Overview of the forecast service
The core delivery of the mathematical model described in our previous blog post are fragility curves per overhead line. To recall from the previous post, those fragility curves are constructed based on historical failures on overhead line combined with historical weather data for that line. The resulting fragility curves give us the relation between the weather event and the expected probability of failure. In our current model we have two fragility curves per line: one that describes the expected failure due to wind vs wind exposure, and one that models the expected failure due to lightning vs lightning exposure.
Now, when we have this information per overhead line, we can combine this with weather forecast data to forecast expected failure rates for all overhead lines. Our service downloads the latest weather forecast when it becomes available, updates the expected failure probabilities, and exports the results to file. We designed a Tableau dashboard to visualize the results in an interactive and intuitive manner.
The resulting setup is displayed below:
In the remainder, we cover how we created and deployed this service.

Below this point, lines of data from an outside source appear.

use std::str::FromStr;
use std::sync::{Arc, Mutex};

use axum::{
    body::Body,
    extract::{Multipart, Path, State},
    http::{header, StatusCode},
    response::{Html, IntoResponse, Response},
    routing::{get, post},
    Json, Router,
};
use serde::Deserialize;
use serde_json::json;
use tokio::net::TcpListener;

use crate::cache::{self, ContentCache, CHART_CACHE_CAPACITY, TABLE_CACHE_CAPACITY};
use crate::charts::{self, ChartKind};
use crate::error::DashboardError;
use crate::ingest::{self, LoadedTable};
use crate::session::Session;
use crate::stats::{self, KpiMetric};
use crate::table::{Table, PREVIEW_ROWS, ROW_LIMIT};

const FORMAT_HINT: &str = "Please make sure your file is a valid Excel format (.xlsx or .xls)";
const GENERIC_ERROR: &str = "Something went wrong while processing your data";

pub struct AppState {
    session: Mutex<Session>,
    tables: Mutex<ContentCache<LoadedTable>>,
    charts: Mutex<ContentCache<Vec<u8>>>,
}

impl AppState {
    pub fn new() -> Self {
        AppState {
            session: Mutex::new(Session::default()),
            tables: Mutex::new(ContentCache::new(TABLE_CACHE_CAPACITY)),
            charts: Mutex::new(ContentCache::new(CHART_CACHE_CAPACITY)),
        }
    }
}

impl Default for AppState {
    fn default() -> Self {
        Self::new()
    }
}

pub async fn run(addr: &str) -> Result<(), Box<dyn std::error::Error>> {
    let state = Arc::new(AppState::new());
    let app = router(state);

    let listener = TcpListener::bind(addr).await?;
    log::info!("listening on http://{}", addr);
    axum::serve(listener, app).await?;

    Ok(())
}

pub fn router(state: Arc<AppState>) -> Router {
    Router::new()
        .route("/", get(serve_dashboard))
        .route("/api/upload", post(upload))
        .route("/api/state", get(dashboard_state))
        .route("/api/select", post(select))
        .route("/api/chart/:kind", get(chart))
        .with_state(state)
}

async fn serve_dashboard() -> Html<&'static str> {
    Html(include_str!("./static/dashboard.html"))
}

#[derive(Deserialize)]
struct SelectRequest {
    control: String,
    #[serde(default)]
    columns: Vec<String>,
}

/// Receive the uploaded spreadsheet, parse it (through the table cache, so
/// re-uploading the same bytes never re-parses) and make it the session's
/// current table.
async fn upload(State(state): State<Arc<AppState>>, mut multipart: Multipart) -> Response {
    let mut file_data = Vec::new();
    let mut filename = String::new();

    while let Some(field) = multipart.next_field().await.unwrap_or(None) {
        let name = field.name().unwrap_or("").to_string();
        if name == "file" {
            filename = field.file_name().unwrap_or("upload").to_string();
            file_data = field.bytes().await.unwrap_or_default().to_vec();
        }
    }

    if file_data.is_empty() {
        return error_response(&DashboardError::Parse(
            "no file data received".to_string(),
        ));
    }

    match load_table(&state, &filename, &file_data) {
        Ok(loaded) => {
            let table = &loaded.table;
            let body = json!({
                "status": "ok",
                "rows": table.row_count(),
                "columns": table.column_count(),
                "numeric_columns": table.numeric_columns().len(),
                "truncated": table.truncated(),
                "advisory": truncation_advisory(table),
            });
            state.session.lock().unwrap().install(loaded);
            Json(body).into_response()
        }
        Err(e) => error_response(&e),
    }
}

fn load_table(
    state: &AppState,
    filename: &str,
    bytes: &[u8],
) -> Result<Arc<LoadedTable>, DashboardError> {
    let key = ingest::fingerprint(bytes);
    let mut tables = state.tables.lock().unwrap();
    tables.get_or_try_insert(key, || ingest::load_workbook(filename, bytes))
}

/// Everything the page needs to render its current state, in one payload.
async fn dashboard_state(State(state): State<Arc<AppState>>) -> Response {
    let session = state.session.lock().unwrap();
    if !session.loaded() {
        return Json(json!({ "loaded": false })).into_response();
    }
    match build_state(&session) {
        Ok(body) => Json(body).into_response(),
        Err(e) => error_response(&e),
    }
}

fn build_state(session: &Session) -> Result<serde_json::Value, DashboardError> {
    let loaded = session.table()?;
    let table = &loaded.table;
    let numeric = table.numeric_columns();

    let mut body = json!({
        "loaded": true,
        "metrics": {
            "rows": table.row_count(),
            "columns": table.column_count(),
            "numeric_columns": numeric.len(),
        },
        "schema": {
            "numeric": numeric,
            "text": table.text_columns(),
            "unsupported": table.unsupported_columns(),
        },
        "selections": session.selections,
        "advisory": truncation_advisory(table),
        "preview": {
            "columns": table.column_names(),
            "rows": table.preview(PREVIEW_ROWS),
        },
    });

    // Without numeric columns there is nothing to aggregate: the page gets a
    // warning and the KPI/chart/summary sections stay absent.
    if numeric.is_empty() {
        body["warning"] = json!(DashboardError::NoNumericColumns.to_string());
        return Ok(body);
    }

    let kpis = session
        .selections
        .kpi
        .iter()
        .map(|c| stats::kpi(table, c))
        .collect::<Result<Vec<_>, _>>()?;
    body["kpis"] = json!(kpis.iter().map(kpi_card).collect::<Vec<_>>());
    body["summary"] = serde_json::to_value(stats::describe(table)).unwrap_or_default();

    Ok(body)
}

async fn select(State(state): State<Arc<AppState>>, Json(req): Json<SelectRequest>) -> Response {
    let mut session = state.session.lock().unwrap();
    match session.set_selection(&req.control, req.columns) {
        Ok(()) => Json(json!({ "status": "ok" })).into_response(),
        Err(e) => error_response(&e),
    }
}

/// Render (or fetch from the chart cache) one chart panel as PNG.
async fn chart(Path(kind): Path<String>, State(state): State<Arc<AppState>>) -> Response {
    match render_chart(&state, &kind) {
        Ok(png) => Response::builder()
            .status(StatusCode::OK)
            .header(header::CONTENT_TYPE, "image/png")
            .body(Body::from(png.to_vec()))
            .unwrap(),
        Err(e) => error_response(&e),
    }
}

fn render_chart(state: &AppState, kind_str: &str) -> Result<Arc<Vec<u8>>, DashboardError> {
    let kind = ChartKind::from_str(kind_str)?;

    let (loaded, selections) = {
        let session = state.session.lock().unwrap();
        (session.table()?, session.selections.clone())
    };
    let table = &loaded.table;

    let column_for = |choice: &Option<String>| -> Result<String, DashboardError> {
        choice.clone().ok_or_else(|| {
            DashboardError::Render(format!(
                "no column selected for the {} chart",
                kind.as_str()
            ))
        })
    };

    let params: Vec<String> = match kind {
        ChartKind::Bar => vec![column_for(&selections.bar)?],
        ChartKind::Line => vec![column_for(&selections.line)?],
        ChartKind::Histogram => vec![column_for(&selections.histogram)?],
        ChartKind::Pie => vec![
            column_for(&selections.pie_category)?,
            column_for(&selections.pie_value)?,
        ],
    };

    let key = cache::cache_key(&(loaded.fingerprint, kind.as_str(), &params));
    let mut chart_cache = state.charts.lock().unwrap();
    chart_cache.get_or_try_insert(key, || match kind {
        ChartKind::Bar => charts::bar_chart(table, &params[0]),
        ChartKind::Line => charts::line_chart(table, &params[0]),
        ChartKind::Histogram => charts::histogram(table, &params[0]),
        ChartKind::Pie => charts::pie_chart(table, &params[0], &params[1]),
    })
}

/// KPI card payload: label, total formatted with thousands separators, and
/// the average as the delta line.
fn kpi_card(m: &KpiMetric) -> serde_json::Value {
    json!({
        "label": m.column,
        "value": format_thousands(m.total),
        "delta": m.average.map(|a| format!("Avg: {:.2}", a)),
    })
}

fn truncation_advisory(table: &Table) -> Option<String> {
    if table.truncated() {
        Some(format!(
            "Large dataset detected ({} rows). Using first {} rows for performance.",
            table.source_row_count(),
            group_digits(ROW_LIMIT)
        ))
    } else {
        None
    }
}

/// Thousands grouping for whole numbers, e.g. 10000 -> "10,000".
fn group_digits(n: usize) -> String {
    let digits = n.to_string();
    let mut grouped = String::new();
    for (i, c) in digits.chars().enumerate() {
        if i > 0 && (digits.len() - i) % 3 == 0 {
            grouped.push(',');
        }
        grouped.push(c);
    }
    grouped
}

/// Every failure is scoped to the current request. The two taxonomy errors
/// keep their own wording; anything else becomes the generic message, and
/// the client always gets the format hint alongside.
fn error_response(err: &DashboardError) -> Response {
    let message = if err.is_user_visible() {
        err.to_string()
    } else {
        log::warn!("request failed: {}", err);
        GENERIC_ERROR.to_string()
    };
    Json(json!({
        "status": "error",
        "message": message,
        "hint": FORMAT_HINT,
    }))
    .into_response()
}

/// Format with thousands separators and two decimals,
/// e.g. 1234567.5 -> "1,234,567.50".
fn format_thousands(v: f64) -> String {
    let formatted = format!("{:.2}", v.abs());
    let (int_part, frac_part) = formatted.split_once('.').unwrap_or((&formatted, "00"));

    let mut grouped = String::new();
    for (i, c) in int_part.chars().enumerate() {
        if i > 0 && (int_part.len() - i) % 3 == 0 {
            grouped.push(',');
        }
        grouped.push(c);
    }

    let sign = if v < 0.0 { "-" } else { "" };
    format!("{}{}.{}", sign, grouped, frac_part)
}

Data input: fragility curves
See our previous blog post for an explanation of the creation of the fragility curves.
Data input: open weather data
The Norwegian Meteorological Institute (met.no) maintains a THREDDS server where anyone can download forecast data for Norway. THREDDS is an open source project which aims to simplify the discovery and use of scientific data. Datasets can be served through OPeNDAP, OGC’s WMS and WCS, HTTP, and other remote data access protocols. In this case we will use OPeNDAP so we don’t have to download the huge forecast files , only the variables we are interested in.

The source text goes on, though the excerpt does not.